Reading and writing numbers in Coq
Many programming languages have built-in support for string
processing. Coq is no exception. The standard library provides us
with its own definition of strings. Unlike other languages,
though, strings in Coq are not fundamentally different from other
data types: they are defined as an inductive type.
Print string.
(* Inductive string : Set :=
EmptyString : string | String : ascii -> string -> string *)
As we can see, strings are much like the list type, but
contain ascii elements instead of elements of an arbitrary
type. asciis, on the other hand, are just eightuples of
bools.
Print ascii.
(* Inductive ascii : Set :=
Ascii : bool ->
bool -> bool -> bool -> bool -> bool -> bool -> bool -> ascii *)
Sure enough, if we had to use constructors explicitly for building
strings, using them in Coq wouldn't be very
practical. Fortunately, Coq provides a convenient notation for
strings and ascii, much like the built-in notation for
numbers. They are defined in string_scope and char_scope,
respectively.
Open Scope string_scope.
Example stringEx : string := "This is a string".
Open Scope char_scope.
Example asciiEx : ascii := "a".
Let's see what kind of string-processing functions we can
write. One could certainly hope that we'd be able to write a
function to read numbers. To do this, we will need a function to
convert asciis to nats: if the character is a digit, we return
the corresponding number. Otherwise, the whole parsing should
fail.

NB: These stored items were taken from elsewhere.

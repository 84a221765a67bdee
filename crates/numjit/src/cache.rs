//! The compilation cache: mangled-name cache keyed on
//! `(function_name, argument-type vector)` (§3, §4.4, §6).

use std::collections::HashMap;
use std::sync::Arc;

use numjit_codegen::{mangle, NativeFunction};
use numjit_types::Ty;

/// Maps a mangled cache key to its compiled, callable native entry.
///
/// Native entries live as long as the process (§5: "once added, modules are
/// not removed"); each call borrows its entry via `Arc` rather than cloning
/// the underlying compiled code.
#[derive(Default)]
pub struct CompilationCache {
    entries: HashMap<String, Arc<NativeFunction>>,
}

impl CompilationCache {
    pub fn new() -> Self {
        CompilationCache {
            entries: HashMap::new(),
        }
    }

    /// Looks up a previously compiled variant for `(name, arg_types)`,
    /// without triggering compilation on a miss.
    pub fn get(&self, name: &str, arg_types: &[Ty]) -> Option<Arc<NativeFunction>> {
        self.entries.get(&mangle(name, arg_types)).cloned()
    }

    /// Installs a freshly compiled variant. Invariant (iii) of §3: the
    /// mangled key is total on the monomorphic signature, so a second
    /// install under the same `(name, arg_types)` simply overwrites the
    /// first rather than producing a duplicate entry under a different key.
    pub fn insert(&mut self, name: &str, arg_types: &[Ty], entry: NativeFunction) -> Arc<NativeFunction> {
        let key = mangle(name, arg_types);
        let entry = Arc::new(entry);
        self.entries.insert(key, entry.clone());
        entry
    }

    pub fn len(&self) -> usize {
        self.entries.len()
    }

    pub fn is_empty(&self) -> bool {
        self.entries.is_empty()
    }
}

#[cfg(test)]
mod tests {
    use super::*;
    use numjit_types::{DOUBLE64, INT64};

    fn dummy(address: usize, arg_types: &[Ty], ret: &Ty) -> NativeFunction {
        NativeFunction::new(address, arg_types, ret).unwrap()
    }

    #[test]
    fn miss_then_insert_then_hit() {
        let mut cache = CompilationCache::new();
        assert!(cache.get("add", &[INT64, INT64]).is_none());

        let entry = dummy(0x1000, &[INT64, INT64], &INT64);
        cache.insert("add", &[INT64, INT64], entry);

        assert!(cache.get("add", &[INT64, INT64]).is_some());
        assert_eq!(cache.len(), 1);
    }

    #[test]
    fn distinct_signatures_occupy_distinct_entries() {
        let mut cache = CompilationCache::new();
        cache.insert("add", &[INT64, INT64], dummy(0x1000, &[INT64, INT64], &INT64));
        cache.insert(
            "add",
            &[DOUBLE64, DOUBLE64],
            dummy(0x2000, &[DOUBLE64, DOUBLE64], &DOUBLE64),
        );
        assert_eq!(cache.len(), 2);
        assert!(cache.get("add", &[INT64, INT64]).is_some());
        assert!(cache.get("add", &[DOUBLE64, DOUBLE64]).is_some());
    }

    #[test]
    fn reinserting_the_same_signature_overwrites_rather_than_duplicates() {
        let mut cache = CompilationCache::new();
        cache.insert("add", &[INT64, INT64], dummy(0x1000, &[INT64, INT64], &INT64));
        cache.insert("add", &[INT64, INT64], dummy(0x2000, &[INT64, INT64], &INT64));
        assert_eq!(cache.len(), 1);
    }
}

As in other functional programming languages, we model this
by making our function return an option instead ─ in this case,
option nat.
Definition digitToNat (c : ascii) : option nat :=
match c with
| "0" => Some 0
| "1" => Some 1
| "2" => Some 2
| "3" => Some 3
| "4" => Some 4
| "5" => Some 5
| "6" => Some 6
| "7" => Some 7
| "8" => Some 8
| "9" => Some 9
| _ => None
end.
We can now use this function to read numbers. To make it more
efficient, we can add an acc parameter to store the intermediate
results of the computation ─ i.e., the number we've read so far.
Open Scope string_scope.
Fixpoint readNatAux (s : string) (acc : nat) : option nat :=
match s with
| "" => Some acc
| String c s' =>
match digitToNat c with
| Some n => readNatAux s' (10 * acc + n)
| None => None
end
end.
Definition readNat (s : string) : option nat :=
readNatAux s 0.
We can write some unit tests to make sure our function behaves as
expected.
Example readNat1 : readNat "1234" = Some 1234.
Proof. reflexivity. Qed.
Example readNat2 : readNat "asdf" = None.
Proof. reflexivity. Qed.
Since we have a function for reading numbers, we should now be
able to write one for printing them. Again, as a first step, let's
write a function that converts nats to their corresponding
digits.
Open Scope char_scope.
Definition natToDigit (n : nat) : ascii :=
match n with
| 0 => "0"
| 1 => "1"
| 2 => "2"
| 3 => "3"
| 4 => "4"
| 5 => "5"
| 6 => "6"
| 7 => "7"
| 8 => "8"
| _ => "9"
end.
In all rigor, natToDigit should return an option ascii instead
of a plain ascii, just like we did in our previous digitToNat
function. After all, it doesn't make any sense to associate any
digit to, say, 10. However, if we make sure that we only use this
function on numbers less than 10, we don't have to do an explicit
conversion from option ascii to ascii later on, and our
function will still be correct. As a matter of fact, we can now
prove a theorem that tells us when it's safe to use natToDigit.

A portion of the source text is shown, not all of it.